C’est tout de même intéressant de voir qu’en plus, la France perd des places. Alors que, d’un côté, des ministres tentent de faire passer l’idée que l’État s’emploie à rendre la vie de la presse et des journalistes plus facile en les subventionnant de plus en plus, de l’autre, on constate surtout l’avalanche de lois qui restreignent tous les jours un peu plus la liberté d’expression, refusent de protéger les sources ou condamnent la divulgation d’informations pourtant publiques.
Quelque part, on peut se demander si, avant de distribuer de telles quantités d’argent, au vu des résultats médiocres obtenus, le gouvernement ne devrait pas passer un peu plus de temps à libérer la parole et mieux protéger le travail d’investigation des journalistes. Tout se déroule comme si, justement, les subventions étaient d’autant plus abondantes que la parole se devait d’être policée, châtiée, circonscrite à des domaines et des habitudes bien définies. Tout se passe en pratique comme si les subventions jouaient un rôle très efficace pour déterminer quel journal peut vivre, à l’abri des contraintes de marché, et quel journal devra se retrouver le plus exposé à celles-ci, quels journalistes pourront trouver du travail, et lesquels n’auront pas cette chance. En définitive, le gouvernement stipendie les organes de presse, en compensation de son rognage permanent et de plus en plus ferme des libertés et des droits fondamentaux…

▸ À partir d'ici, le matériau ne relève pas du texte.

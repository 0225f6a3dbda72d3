//! Storage module for persisting enriched records
//!
//! This module handles everything that touches the record store on disk:
//! - The record model and its on-disk field names
//! - The `RecordStore` trait and the JSON file implementation
//! - Crash-safe atomic file replacement
//! - Cleanup of per-record media directories

mod atomic;
mod json_store;
pub mod media;
mod record;
mod traits;

pub use atomic::write_json_atomic;
pub use json_store::{records_digest, JsonFileStore, StoreState};
pub use record::{ListedStatus, Record, SpecEntry, SpecSections, VariantAttribute};
pub use traits::{RecordStore, StorageError, StorageResult};

use std::path::Path;

/// Opens the record store at `path`
///
/// With `fresh` set, any existing records are discarded first and the empty
/// store is written out immediately, so a run that dies before its first
/// commit still leaves a clean file behind.
///
/// # Arguments
///
/// * `path` - Path to the JSON store file
/// * `fresh` - Discard existing records
pub fn open_store(path: &Path, fresh: bool) -> StorageResult<JsonFileStore> {
    let mut store = JsonFileStore::open(path);
    if fresh {
        tracing::info!("Fresh run: clearing {} stored records", store.len());
        store.clear()?;
    }
    Ok(store)
}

Mais baste : Fleur est donc décidée, sur les ondes, à tripoter la réglementation concernant les aides à la presse. S’agira-t-il d’un simple bidouillage à la marge comme l’exécutif hollandesque nous y a habitué depuis deux ans (avec l’option « marche arrière » toujours embrayable à la moindre anicroche), ou tentera-t-elle de véritablement remettre à plat un système que la Cour des comptes juge aussi opaque que décevant en matière de résultats et dont l’attribution est, selon les termes de la Cour elle-même, un véritable maquis ? On peut franchement douter de la seconde option tant la première est plus simple et moins risquée.
Et quoi qu’il arrive, le contribuable devra donc continuer à payer les folliculaires dont il ne lit plus la prose, et des journaux dont il ne partage ni l’orientation politique, ni le style, ni même ne goûte les connivences capitalistiques si ancrées dans ce pays. Si le contribuable libéral pourra toujours se consoler de payer pour ces torchons journalistes français en sachant que ses dons à Contrepoints sont défiscalisables à 66%, en revanche, un contribuable UMP devra supporter de continuer à financer de sa poche une épave journaliste comme l’Humanité, pendant que des dinosaures communistes seront obligés de financer Le Figaro et son actionnaire milliardaire.
Y’a pas à dire : le socialisme, c’est magique.